Burlington Street's original name was "Industrial Road". It derives its name from its proximity to Hamilton Harbour, which used to be called Burlington Bay. (Note: Still referred to as "Burlington Bay" in Burlington, Ontario) After World War II, when Hamilton was at its industrial peak, Burlington Street was the address of some of the city's most prestigious manufacturing companies. In the 1950s, the Canadian head offices of Stelco, Dofasco, Firestone, International Harvester, Procter & Gamble and Westinghouse were situated on or close to Burlington Street.

On August 25, 1898, the City of Hamilton received Power from the Decew Falls Power Generating Station. This station was built using Nikola Tesla's invention of the Alternating Current system of generators, transformers and motors. The arrival of Power to Hamilton usher in a new age of innovation and industrial growth. The city became known as the "Electric City". On Victoria Avenue, just south of Burlington Street, stand the first building to receive power in 1898. The building even has part of the name of the Cataract Power still on it. On the corner of Burlington Street and Strathearne Ave, is the major Electrical transformer station that receives power from 3 sources, Niagara Falls, Decew Falls and the Pickering Nuclear Station. The power that arrives from Decew Falls travels down the original power line built in 1898 by the Cataract Power, Light and Traction owned by the "5 Johns". At the entrance of Nikola Tesla Boulevard, there are high voltage transmission towers on either side of the road, each one stands as a monument to Nikola Tesla as they bring Electricity, to power the city.
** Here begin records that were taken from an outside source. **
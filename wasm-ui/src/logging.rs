//! Route `tracing` output to the browser console.
//!
//! Each event is formatted by `tracing-subscriber` into a buffer and sent to
//! `console.error`, `console.warn` or `console.log` according to its level
//! when the writer is dropped.

use std::io;

use tracing::{Level, Metadata};
use tracing_subscriber::fmt::MakeWriter;

/// Which console method an event goes to.
#[derive(Clone, Copy, Debug, PartialEq, Eq)]
pub enum ConsoleMethod {
    Error,
    Warn,
    Log,
}

impl From<Level> for ConsoleMethod {
    fn from(level: Level) -> Self {
        match level {
            Level::ERROR => ConsoleMethod::Error,
            Level::WARN => ConsoleMethod::Warn,
            _ => ConsoleMethod::Log,
        }
    }
}

/// Buffers one formatted event.
pub struct ConsoleWriter {
    method: ConsoleMethod,
    buf: Vec<u8>,
}

impl ConsoleWriter {
    fn new(method: ConsoleMethod) -> Self {
        Self {
            method,
            buf: Vec::new(),
        }
    }

    fn message(&self) -> String {
        String::from_utf8_lossy(&self.buf).trim_end().to_string()
    }
}

impl io::Write for ConsoleWriter {
    fn write(&mut self, bytes: &[u8]) -> io::Result<usize> {
        self.buf.extend_from_slice(bytes);
        Ok(bytes.len())
    }

    fn flush(&mut self) -> io::Result<()> {
        Ok(())
    }
}

impl Drop for ConsoleWriter {
    fn drop(&mut self) {
        let message = self.message();
        if message.is_empty() {
            return;
        }
        match self.method {
            ConsoleMethod::Error => gloo::console::error!(message),
            ConsoleMethod::Warn => gloo::console::warn!(message),
            ConsoleMethod::Log => gloo::console::log!(message),
        }
    }
}

pub struct MakeConsoleWriter;

impl<'a> MakeWriter<'a> for MakeConsoleWriter {
    type Writer = ConsoleWriter;

    fn make_writer(&'a self) -> Self::Writer {
        ConsoleWriter::new(ConsoleMethod::Log)
    }

    fn make_writer_for(&'a self, meta: &Metadata<'_>) -> Self::Writer {
        ConsoleWriter::new(ConsoleMethod::from(*meta.level()))
    }
}

/// Install the console subscriber. Safe to call more than once.
pub fn init() {
    let _ = tracing_subscriber::fmt()
        .with_writer(MakeConsoleWriter)
        .with_max_level(Level::DEBUG)
        .without_time()
        .try_init();
}
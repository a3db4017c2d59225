//! Build script to capture build information and backend configuration.
//!
//! Sets environment variables at compile time:
//! - BUILD_HOST: hostname of the build machine
//! - BUILD_COMMIT: short git commit SHA
//! - BUILD_TIMESTAMP: ISO 8601 timestamp
//!
//! Copies the backend's `aws-exports.json` (path from `GIFS_AWS_EXPORTS`,
//! default `aws-exports.json` next to this file) into `OUT_DIR` so the app
//! can embed it. A missing file embeds `{}`, which the app reports at startup.

use std::path::PathBuf;
use std::process::Command;
use std::{env, fs};

fn command_output(program: &str, args: &[&str]) -> String {
    Command::new(program)
        .args(args)
        .output()
        .map(|o| String::from_utf8_lossy(&o.stdout).trim().to_string())
        .unwrap_or_else(|_| "unknown".to_string())
}

fn main() {
    let hostname = command_output("hostname", &["-s"]);
    let commit = command_output("git", &["rev-parse", "--short", "HEAD"]);
    let timestamp = command_output("date", &["-u", "+%Y-%m-%dT%H:%M:%SZ"]);

    println!("cargo:rustc-env=BUILD_HOST={}", hostname);
    println!("cargo:rustc-env=BUILD_COMMIT={}", commit);
    println!("cargo:rustc-env=BUILD_TIMESTAMP={}", timestamp);

    let manifest_dir = PathBuf::from(env::var("CARGO_MANIFEST_DIR").unwrap());
    let exports_path = env::var("GIFS_AWS_EXPORTS")
        .map(PathBuf::from)
        .unwrap_or_else(|_| manifest_dir.join("aws-exports.json"));
    let exports = fs::read_to_string(&exports_path).unwrap_or_else(|_| {
        println!(
            "cargo:warning=no backend config at {}, embedding an empty one",
            exports_path.display()
        );
        "{}".to_string()
    });

    let out_dir = PathBuf::from(env::var("OUT_DIR").unwrap());
    fs::write(out_dir.join("aws-exports.json"), exports).unwrap();

    println!("cargo:rerun-if-env-changed=GIFS_AWS_EXPORTS");
    println!("cargo:rerun-if-changed={}", exports_path.display());
    println!("cargo:rerun-if-changed=../.git/HEAD");
    println!("cargo:rerun-if-changed=build.rs");
}
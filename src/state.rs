//! View state for the gallery page and the actions that change it.

use crate::record::{Gif, GifForm, GifId};

/// Everything the page shows, plus the currently selected gif.
#[derive(Clone, Debug, Default, PartialEq)]
pub struct GalleryState {
    /// Gifs from the most recent list request, in backend order.
    pub gifs: Vec<Gif>,
    pub create_form: GifForm,
    pub edit_form: GifForm,
    /// Heading above the edit form, e.g. `Update dancing cat`.
    pub edit_title: String,
    /// The gif the next edit or delete applies to. Last click wins.
    pub selected: Option<GifId>,
    /// Sequence number of the newest list request; older responses are dropped.
    pub list_seq: u64,
}

/// A single state transition.
#[derive(Clone, Debug, PartialEq)]
pub enum GalleryAction {
    SetCreateAltText(String),
    SetCreateUrl(String),
    SetEditAltText(String),
    SetEditUrl(String),
    /// A rendered gif was clicked.
    Select(Gif),
    /// The create mutation succeeded.
    Created(Gif),
    /// List request `seq` is about to be sent; drop what is shown.
    ListCleared(u64),
    /// List request `seq` returned.
    Listed(u64, Vec<Gif>),
}

impl GalleryState {
    pub fn apply(&mut self, action: GalleryAction) {
        match action {
            GalleryAction::SetCreateAltText(text) => self.create_form.alt_text = text,
            GalleryAction::SetCreateUrl(url) => self.create_form.url = url,
            GalleryAction::SetEditAltText(text) => self.edit_form.alt_text = text,
            GalleryAction::SetEditUrl(url) => self.edit_form.url = url,
            GalleryAction::Select(gif) => {
                self.edit_form = GifForm::from(&gif);
                self.edit_title = edit_title(&gif);
                self.selected = Some(gif.id);
            }
            GalleryAction::Created(_) => self.create_form.reset(),
            GalleryAction::ListCleared(seq) => {
                if seq >= self.list_seq {
                    self.list_seq = seq;
                    self.gifs.clear();
                }
            }
            GalleryAction::Listed(seq, gifs) => {
                if seq == self.list_seq {
                    self.gifs = gifs;
                }
            }
        }
    }

    /// Consume an action and return the next state.
    pub fn reduce(mut self, action: GalleryAction) -> Self {
        self.apply(action);
        self
    }
}

pub fn edit_title(gif: &Gif) -> String {
    format!("Update {}", gif.alt_text)
}
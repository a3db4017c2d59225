//! Event handlers for the gallery page.
//!
//! Each handler issues its request through a [`GifApi`] and reports view
//! changes as [`GalleryAction`]s through `dispatch`. Handlers never hold the
//! view state across an await: the caller snapshots what a handler needs
//! (form contents, selected id) and the reducer applies results whenever they
//! arrive.
//!
//! Failed mutations are logged and swallowed. Only the list request can
//! fail a handler, and that error is returned to the caller.

use std::cell::Cell;

use crate::client::GifApi;
use crate::error::Result;
use crate::record::{GifForm, GifId};
use crate::state::GalleryAction;

/// Sink for view updates produced by a handler.
pub type Dispatch<'a> = &'a dyn Fn(GalleryAction);

/// The four page handlers bound to one backend.
pub struct Gallery<A> {
    api: A,
    /// Sequence number of the last list request sent.
    list_seq: Cell<u64>,
}

impl<A: GifApi> Gallery<A> {
    pub fn new(api: A) -> Self {
        Self {
            api,
            list_seq: Cell::new(0),
        }
    }

    pub fn api(&self) -> &A {
        &self.api
    }

    /// Clear the shown gifs, then show whatever the backend lists.
    ///
    /// Each call is numbered so a response that arrives after a newer
    /// request was sent is dropped by the reducer.
    pub async fn refresh(&self, dispatch: Dispatch<'_>) -> Result<()> {
        let seq = self.list_seq.get() + 1;
        self.list_seq.set(seq);

        dispatch(GalleryAction::ListCleared(seq));
        let gifs = self.api.list().await?;
        tracing::debug!(seq, count = gifs.len(), "listed gifs");
        dispatch(GalleryAction::Listed(seq, gifs));
        Ok(())
    }

    /// Submit the create form.
    ///
    /// On failure the form is left as typed and the list is not re-fetched.
    pub async fn create(&self, form: &GifForm, dispatch: Dispatch<'_>) -> Result<()> {
        match self.api.create(form.to_new_gif()).await {
            Ok(gif) => {
                tracing::debug!(id = %gif.id, alt_text = %gif.alt_text, url = %gif.url, "created gif");
                dispatch(GalleryAction::Created(gif));
                self.refresh(dispatch).await
            }
            Err(err) => {
                tracing::error!(error = %err, "failed to create gif");
                Ok(())
            }
        }
    }

    /// Submit the edit form against the selected gif.
    ///
    /// The list is re-fetched whether or not the update succeeded.
    pub async fn update(
        &self,
        selected: Option<&GifId>,
        form: &GifForm,
        dispatch: Dispatch<'_>,
    ) -> Result<()> {
        let Some(id) = selected else {
            tracing::warn!("no gif selected, skipping update");
            return Ok(());
        };

        tracing::debug!(%id, alt_text = %form.alt_text, url = %form.url, "updating gif");
        if let Err(err) = self.api.update(form.to_update(id.clone())).await {
            tracing::error!(%id, error = %err, "failed to update gif");
        }
        self.refresh(dispatch).await
    }

    /// Delete the selected gif.
    pub async fn delete(&self, selected: Option<&GifId>, dispatch: Dispatch<'_>) -> Result<()> {
        let Some(id) = selected else {
            tracing::warn!("no gif selected, skipping delete");
            return Ok(());
        };

        match self.api.delete(id.clone()).await {
            Ok(gif) => {
                tracing::info!(id = %gif.id, "deleted gif");
                self.refresh(dispatch).await
            }
            Err(err) => {
                tracing::error!(%id, error = %err, "failed to delete gif");
                Ok(())
            }
        }
    }
}
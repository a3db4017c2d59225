//! Backend configuration.
//!
//! The managed service generates an `aws-exports` JSON file describing the
//! GraphQL endpoint and how to authenticate against it. Only the AppSync keys
//! are read; anything else in the file is ignored.

use serde::Deserialize;

use crate::error::ConfigError;

/// How requests are authenticated.
#[derive(Clone, PartialEq, Eq)]
pub enum AuthMode {
    /// Sent as the `x-api-key` header.
    ApiKey(String),
    /// Sent as the `Authorization` header (user pool or OIDC token).
    Bearer(String),
}

impl std::fmt::Debug for AuthMode {
    fn fmt(&self, f: &mut std::fmt::Formatter<'_>) -> std::fmt::Result {
        match self {
            AuthMode::ApiKey(_) => f.write_str("ApiKey(..)"),
            AuthMode::Bearer(_) => f.write_str("Bearer(..)"),
        }
    }
}

/// Where the GraphQL API lives and how to reach it.
#[derive(Clone, Debug, PartialEq, Eq)]
pub struct BackendConfig {
    pub endpoint: String,
    pub region: Option<String>,
    pub auth: AuthMode,
    /// Page size requested from `listGifs`.
    pub page_size: Option<u32>,
}

#[derive(Deserialize)]
struct AwsExports {
    #[serde(rename = "aws_appsync_graphqlEndpoint")]
    endpoint: String,
    #[serde(rename = "aws_appsync_region", default)]
    region: Option<String>,
    #[serde(rename = "aws_appsync_authenticationType", default = "default_auth_type")]
    authentication_type: String,
    #[serde(rename = "aws_appsync_apiKey", default)]
    api_key: Option<String>,
}

fn default_auth_type() -> String {
    "API_KEY".to_string()
}

impl BackendConfig {
    /// Parse the contents of an `aws-exports.json` file.
    ///
    /// `token` supplies the credential for token-based modes, which the
    /// exports file never contains.
    pub fn from_aws_exports(json: &str, token: Option<String>) -> Result<Self, ConfigError> {
        let exports: AwsExports = serde_json::from_str(json)?;
        let auth = match exports.authentication_type.as_str() {
            "API_KEY" => AuthMode::ApiKey(
                exports
                    .api_key
                    .filter(|k| !k.is_empty())
                    .ok_or(ConfigError::MissingCredential("API_KEY", "an API key"))?,
            ),
            "AMAZON_COGNITO_USER_POOLS" | "OPENID_CONNECT" | "AWS_LAMBDA" => AuthMode::Bearer(
                token
                    .filter(|t| !t.is_empty())
                    .ok_or(ConfigError::MissingCredential("token", "an auth token"))?,
            ),
            other => return Err(ConfigError::UnsupportedAuth(other.to_string())),
        };

        Self::new(exports.endpoint, exports.region, auth)
    }

    pub fn from_file(
        path: impl AsRef<std::path::Path>,
        token: Option<String>,
    ) -> Result<Self, ConfigError> {
        let path = path.as_ref();
        let json = std::fs::read_to_string(path).map_err(|source| ConfigError::Read {
            path: path.display().to_string(),
            source,
        })?;
        Self::from_aws_exports(&json, token)
    }

    /// Build a config, validating the endpoint.
    pub fn new(
        endpoint: impl Into<String>,
        region: Option<String>,
        auth: AuthMode,
    ) -> Result<Self, ConfigError> {
        let endpoint = endpoint.into();
        if !(endpoint.starts_with("https://") || endpoint.starts_with("http://")) {
            return Err(ConfigError::InvalidEndpoint(endpoint));
        }
        Ok(Self {
            endpoint,
            region,
            auth,
            page_size: None,
        })
    }

    pub fn with_page_size(mut self, page_size: u32) -> Self {
        self.page_size = Some(page_size);
        self
    }
}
In 1902, Canadian Otis Elevator Company (1902–1987) is formed (August 22) on Victoria Avenue North. For many years Hamilton was home to the largest single elevator manufacturing facility in the world. The workers produced all kinds of elevators, escalators and later, forklifts. In 1969, the company took over the old Studebaker plant. It was a return home for Otis, which had built the 350000 sqft facility for wartime production of anti-aircraft guns and other military equipment.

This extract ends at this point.